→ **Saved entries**

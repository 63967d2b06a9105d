use crate::{handlers::*, state::AppState, websocket::handler::presence_ws};
use axum::{routing::{get, post}, Router};
use std::sync::Arc;

/// Create API routes
pub fn create_api_routes(state: Arc<AppState>) -> Router {
    Router::<Arc<AppState>>::new()
        .route("/health", get(health_check))
        .route("/ready", get(ready_check))
        .route("/v1/diagnostics", get(diagnostics))
        .route("/moments/:moment_id/join", post(presence_join))
        .route("/moments/:moment_id/leave", post(presence_leave))
        .route("/moments/:moment_id/presence", get(presence_count))
        .route("/moments/:moment_id/presence/stats", get(presence_stats))
        .route("/moments/:moment_id/simulation", get(simulation_status))
        .route("/moments/:moment_id/simulation/start", post(simulation_start))
        .route("/moments/:moment_id/simulation/stop", post(simulation_stop))
        .with_state(state)
}

/// Create the WebSocket push routes
pub fn create_ws_routes(state: Arc<AppState>) -> Router {
    Router::<Arc<AppState>>::new()
        .route("/presence/:moment_id", get(presence_ws))
        .with_state(state)
}

#[cfg(test)]
mod tests {
    use super::*;
    use crate::config::Config;
    use crate::store::{MemoryStore, StoreBackend};
    use axum::body::{to_bytes, Body};
    use axum::http::{header, Method, Request, StatusCode};
    use serde_json::{json, Value};
    use tower::ServiceExt;

    fn app() -> (Arc<AppState>, Router) {
        let config = Config {
            sim_presence_step_ms: 50,
            ..Config::default()
        };
        let state = AppState::new(config, StoreBackend::Memory(MemoryStore::new()));
        (state.clone(), create_api_routes(state))
    }

    async fn call(app: &Router, method: Method, uri: &str, body: Option<Value>) -> (StatusCode, Value) {
        let mut request = Request::builder().method(method).uri(uri);
        let body = match body {
            Some(body) => {
                request = request.header(header::CONTENT_TYPE, "application/json");
                Body::from(body.to_string())
            }
            None => Body::empty(),
        };
        let response = app.clone().oneshot(request.body(body).unwrap()).await.unwrap();
        let status = response.status();
        let bytes = to_bytes(response.into_body(), usize::MAX).await.unwrap();
        let value = if bytes.is_empty() {
            Value::Null
        } else {
            serde_json::from_slice(&bytes).unwrap()
        };
        (status, value)
    }

    #[tokio::test]
    async fn join_leave_and_count_over_http() {
        let (_, app) = app();
        let (status, body) = call(&app, Method::POST, "/moments/room1/join", Some(json!({"userId": "u1"}))).await;
        assert_eq!(status, StatusCode::OK);
        assert_eq!(body, json!({"count": 1}));

        let (_, body) = call(&app, Method::POST, "/moments/room1/join", Some(json!({"userId": "u2"}))).await;
        assert_eq!(body, json!({"count": 2}));

        let (_, body) = call(&app, Method::GET, "/moments/room1/presence", None).await;
        assert_eq!(body, json!({"count": 2}));

        let (_, body) = call(&app, Method::POST, "/moments/room1/leave", Some(json!({"userId": "u1"}))).await;
        assert_eq!(body, json!({"count": 1}));
    }

    #[tokio::test]
    async fn empty_user_id_is_a_bad_request() {
        let (_, app) = app();
        let (status, body) = call(&app, Method::POST, "/moments/room1/join", Some(json!({"userId": ""}))).await;
        assert_eq!(status, StatusCode::BAD_REQUEST);
        assert_eq!(body["code"], json!(400));
    }

    #[tokio::test]
    async fn room_id_with_separator_is_a_bad_request() {
        let (_, app) = app();
        let (status, _) = call(&app, Method::POST, "/moments/a:sim:lock/join", Some(json!({"userId": "u1"}))).await;
        assert_eq!(status, StatusCode::BAD_REQUEST);
        let (status, _) = call(&app, Method::POST, "/moments/a:sim:lock/simulation/stop", None).await;
        assert_eq!(status, StatusCode::BAD_REQUEST);
    }

    #[tokio::test]
    async fn stats_reject_malformed_window() {
        let (_, app) = app();
        let (status, _) = call(&app, Method::GET, "/moments/room1/presence/stats?window=soon", None).await;
        assert_eq!(status, StatusCode::BAD_REQUEST);

        call(&app, Method::POST, "/moments/room1/join", Some(json!({"userId": "u1"}))).await;
        let (status, body) = call(&app, Method::GET, "/moments/room1/presence/stats", None).await;
        assert_eq!(status, StatusCode::OK);
        assert!(body["peak"].as_u64().unwrap() >= 1);
        assert!(body["windowStart"].as_str().unwrap().ends_with(":00.000Z"));
    }

    #[tokio::test]
    async fn simulation_start_is_reported_once() {
        let (state, app) = app();
        let (status, body) = call(&app, Method::POST, "/moments/abc/simulation/start", None).await;
        assert_eq!(status, StatusCode::ACCEPTED);
        assert_eq!(body, json!({"outcome": "started"}));

        let (_, body) = call(&app, Method::POST, "/moments/abc/simulation/start", None).await;
        assert_eq!(body, json!({"outcome": "already_running"}));

        let (_, body) = call(&app, Method::GET, "/moments/abc/simulation", None).await;
        assert_eq!(body, json!({"running": true}));

        let (status, _) = call(&app, Method::POST, "/moments/abc/simulation/stop", None).await;
        assert_eq!(status, StatusCode::ACCEPTED);
        assert!(!state.simulator.is_running("abc"));
    }

    #[tokio::test]
    async fn ready_reports_the_store_backend() {
        let (_, app) = app();
        let (status, body) = call(&app, Method::GET, "/ready", None).await;
        assert_eq!(status, StatusCode::OK);
        assert_eq!(body["store"], json!("memory"));
    }

    #[tokio::test]
    async fn join_is_relayed_to_push_subscribers() {
        let (state, app) = app();
        let mut rx = state.hub.subscribe("room1").await;
        call(&app, Method::POST, "/moments/room1/join", Some(json!({"userId": "u1"}))).await;
        assert_eq!(rx.recv().await.unwrap(), 1);
    }
}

→ **WHAT THE TASK ASKS**
Each record is to be retyped exactly as written.

→ **REPLY TO THE EXERCISE**
repository 63967d2b06a9105d
use crate::{handlers::*, state::AppState, websocket::handler::presence_ws};
use axum::{routing::{get, post}, Router};
use std::sync::Arc;

/// Create API routes
pub fn create_api_routes(state: Arc<AppState>) -> Router {
    Router::<Arc<AppState>>::new()
        .route("/health", get(health_check))
        .route("/ready", get(ready_check))
        .route("/v1/diagnostics", get(diagnostics))
        .route("/moments/:moment_id/join", post(presence_join))
        .route("/moments/:moment_id/leave", post(presence_leave))
        .route("/moments/:moment_id/presence", get(presence_count))
        .route("/moments/:moment_id/presence/stats", get(presence_stats))
        .route("/moments/:moment_id/simulation", get(simulation_status))
        .route("/moments/:moment_id/simulation/start", post(simulation_start))
        .route("/moments/:moment_id/simulation/stop", post(simulation_stop))
        .with_state(state)
}

/// Create the WebSocket push routes
pub fn create_ws_routes(state: Arc<AppState>) -> Router {
    Router::<Arc<AppState>>::new()
        .route("/presence/:moment_id", get(presence_ws))
        .with_state(state)
}

#[cfg(test)]
mod tests {
    use super::*;
    use crate::config::Config;
    use crate::store::{MemoryStore, StoreBackend};
    use axum::body::{to_bytes, Body};
    use axum::http::{header, Method, Request, StatusCode};
    use serde_json::{json, Value};
    use tower::ServiceExt;

    fn app() -> (Arc<AppState>, Router) {
        let config = Config {
            sim_presence_step_ms: 50,
            ..Config::default()
        };
        let state = AppState::new(config, StoreBackend::Memory(MemoryStore::new()));
        (state.clone(), create_api_routes(state))
    }

    async fn call(app: &Router, method: Method, uri: &str, body: Option<Value>) -> (StatusCode, Value) {
        let mut request = Request::builder().method(method).uri(uri);
        let body = match body {
            Some(body) => {
                request = request.header(header::CONTENT_TYPE, "application/json");
                Body::from(body.to_string())
            }
            None => Body::empty(),
        };
        let response = app.clone().oneshot(request.body(body).unwrap()).await.unwrap();
        let status = response.status();
        let bytes = to_bytes(response.into_body(), usize::MAX).await.unwrap();
        let value = if bytes.is_empty() {
            Value::Null
        } else {
            serde_json::from_slice(&bytes).unwrap()
        };
        (status, value)
    }

    #[tokio::test]
    async fn join_leave_and_count_over_http() {
        let (_, app) = app();
        let (status, body) = call(&app, Method::POST, "/moments/room1/join", Some(json!({"userId": "u1"}))).await;
        assert_eq!(status, StatusCode::OK);
        assert_eq!(body, json!({"count": 1}));

        let (_, body) = call(&app, Method::POST, "/moments/room1/join", Some(json!({"userId": "u2"}))).await;
        assert_eq!(body, json!({"count": 2}));

        let (_, body) = call(&app, Method::GET, "/moments/room1/presence", None).await;
        assert_eq!(body, json!({"count": 2}));

        let (_, body) = call(&app, Method::POST, "/moments/room1/leave", Some(json!({"userId": "u1"}))).await;
        assert_eq!(body, json!({"count": 1}));
    }

    #[tokio::test]
    async fn empty_user_id_is_a_bad_request() {
        let (_, app) = app();
        let (status, body) = call(&app, Method::POST, "/moments/room1/join", Some(json!({"userId": ""}))).await;
        assert_eq!(status, StatusCode::BAD_REQUEST);
        assert_eq!(body["code"], json!(400));
    }

    #[tokio::test]
    async fn room_id_with_separator_is_a_bad_request() {
        let (_, app) = app();
        let (status, _) = call(&app, Method::POST, "/moments/a:sim:lock/join", Some(json!({"userId": "u1"}))).await;
        assert_eq!(status, StatusCode::BAD_REQUEST);
        let (status, _) = call(&app, Method::POST, "/moments/a:sim:lock/simulation/stop", None).await;
        assert_eq!(status, StatusCode::BAD_REQUEST);
    }

    #[tokio::test]
    async fn stats_reject_malformed_window() {
        let (_, app) = app();
        let (status, _) = call(&app, Method::GET, "/moments/room1/presence/stats?window=soon", None).await;
        assert_eq!(status, StatusCode::BAD_REQUEST);

        call(&app, Method::POST, "/moments/room1/join", Some(json!({"userId": "u1"}))).await;
        let (status, body) = call(&app, Method::GET, "/moments/room1/presence/stats", None).await;
        assert_eq!(status, StatusCode::OK);
        assert!(body["peak"].as_u64().unwrap() >= 1);
        assert!(body["windowStart"].as_str().unwrap().ends_with(":00.000Z"));
    }

    #[tokio::test]
    async fn simulation_start_is_reported_once() {
        let (state, app) = app();
        let (status, body) = call(&app, Method::POST, "/moments/abc/simulation/start", None).await;
        assert_eq!(status, StatusCode::ACCEPTED);
        assert_eq!(body, json!({"outcome": "started"}));

        let (_, body) = call(&app, Method::POST, "/moments/abc/simulation/start", None).await;
        assert_eq!(body, json!({"outcome": "already_running"}));

        let (_, body) = call(&app, Method::GET, "/moments/abc/simulation", None).await;
        assert_eq!(body, json!({"running": true}));

        let (status, _) = call(&app, Method::POST, "/moments/abc/simulation/stop", None).await;
        assert_eq!(status, StatusCode::ACCEPTED);
        assert!(!state.simulator.is_running("abc"));
    }

    #[tokio::test]
    async fn ready_reports_the_store_backend() {
        let (_, app) = app();
        let (status, body) = call(&app, Method::GET, "/ready", None).await;
        assert_eq!(status, StatusCode::OK);
        assert_eq!(body["store"], json!("memory"));
    }

    #[tokio::test]
    async fn join_is_relayed_to_push_subscribers() {
        let (state, app) = app();
        let mut rx = state.hub.subscribe("room1").await;
        call(&app, Method::POST, "/moments/room1/join", Some(json!({"userId": "u1"}))).await;
        assert_eq!(rx.recv().await.unwrap(), 1);
    }
}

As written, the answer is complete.